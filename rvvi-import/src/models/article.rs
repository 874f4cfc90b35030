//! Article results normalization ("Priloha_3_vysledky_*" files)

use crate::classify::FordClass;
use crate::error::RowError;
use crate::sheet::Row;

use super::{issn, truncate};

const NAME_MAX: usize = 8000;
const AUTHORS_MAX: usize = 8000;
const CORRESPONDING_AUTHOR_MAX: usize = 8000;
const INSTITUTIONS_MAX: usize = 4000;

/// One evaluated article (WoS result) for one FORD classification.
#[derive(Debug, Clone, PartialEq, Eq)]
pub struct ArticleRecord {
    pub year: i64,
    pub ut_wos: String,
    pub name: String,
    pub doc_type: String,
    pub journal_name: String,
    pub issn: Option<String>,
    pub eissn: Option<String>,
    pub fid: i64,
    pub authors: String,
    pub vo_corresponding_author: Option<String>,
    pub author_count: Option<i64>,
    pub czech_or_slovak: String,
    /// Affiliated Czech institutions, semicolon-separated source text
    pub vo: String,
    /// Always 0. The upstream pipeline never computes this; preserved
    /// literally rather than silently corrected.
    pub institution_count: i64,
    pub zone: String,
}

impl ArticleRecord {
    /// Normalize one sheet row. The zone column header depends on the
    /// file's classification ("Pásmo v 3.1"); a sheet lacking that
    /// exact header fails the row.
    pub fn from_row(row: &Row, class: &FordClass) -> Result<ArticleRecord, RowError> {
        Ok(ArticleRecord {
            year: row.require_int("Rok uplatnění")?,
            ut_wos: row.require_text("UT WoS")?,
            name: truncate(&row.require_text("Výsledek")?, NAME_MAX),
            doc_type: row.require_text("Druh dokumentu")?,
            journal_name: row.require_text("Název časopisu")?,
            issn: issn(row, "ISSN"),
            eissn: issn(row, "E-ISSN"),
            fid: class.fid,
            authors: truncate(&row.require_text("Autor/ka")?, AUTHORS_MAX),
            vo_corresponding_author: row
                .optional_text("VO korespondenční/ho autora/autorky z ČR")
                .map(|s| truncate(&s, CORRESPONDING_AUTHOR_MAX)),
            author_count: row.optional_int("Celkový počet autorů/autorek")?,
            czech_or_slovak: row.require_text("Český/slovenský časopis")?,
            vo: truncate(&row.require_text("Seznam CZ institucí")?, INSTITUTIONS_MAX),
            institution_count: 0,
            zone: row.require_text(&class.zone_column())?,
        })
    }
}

* * *

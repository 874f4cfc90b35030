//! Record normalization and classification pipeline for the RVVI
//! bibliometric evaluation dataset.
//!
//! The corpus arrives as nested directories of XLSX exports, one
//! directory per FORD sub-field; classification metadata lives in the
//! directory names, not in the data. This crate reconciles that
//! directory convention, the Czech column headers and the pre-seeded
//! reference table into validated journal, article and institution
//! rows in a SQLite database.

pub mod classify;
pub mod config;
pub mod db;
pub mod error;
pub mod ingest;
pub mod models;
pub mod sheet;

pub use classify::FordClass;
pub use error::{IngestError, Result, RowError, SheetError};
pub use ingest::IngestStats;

• Task
When you reach the line in the material above that holds "pub mod error;", begin reproducing lines exactly, and stop after the line that holds "pub use ingest::IngestStats;".

• Answer to the problem
pub mod error;
pub mod ingest;
pub mod models;
pub mod sheet;

pub use classify::FordClass;
pub use error::{IngestError, Result, RowError, SheetError};
pub use ingest::IngestStats;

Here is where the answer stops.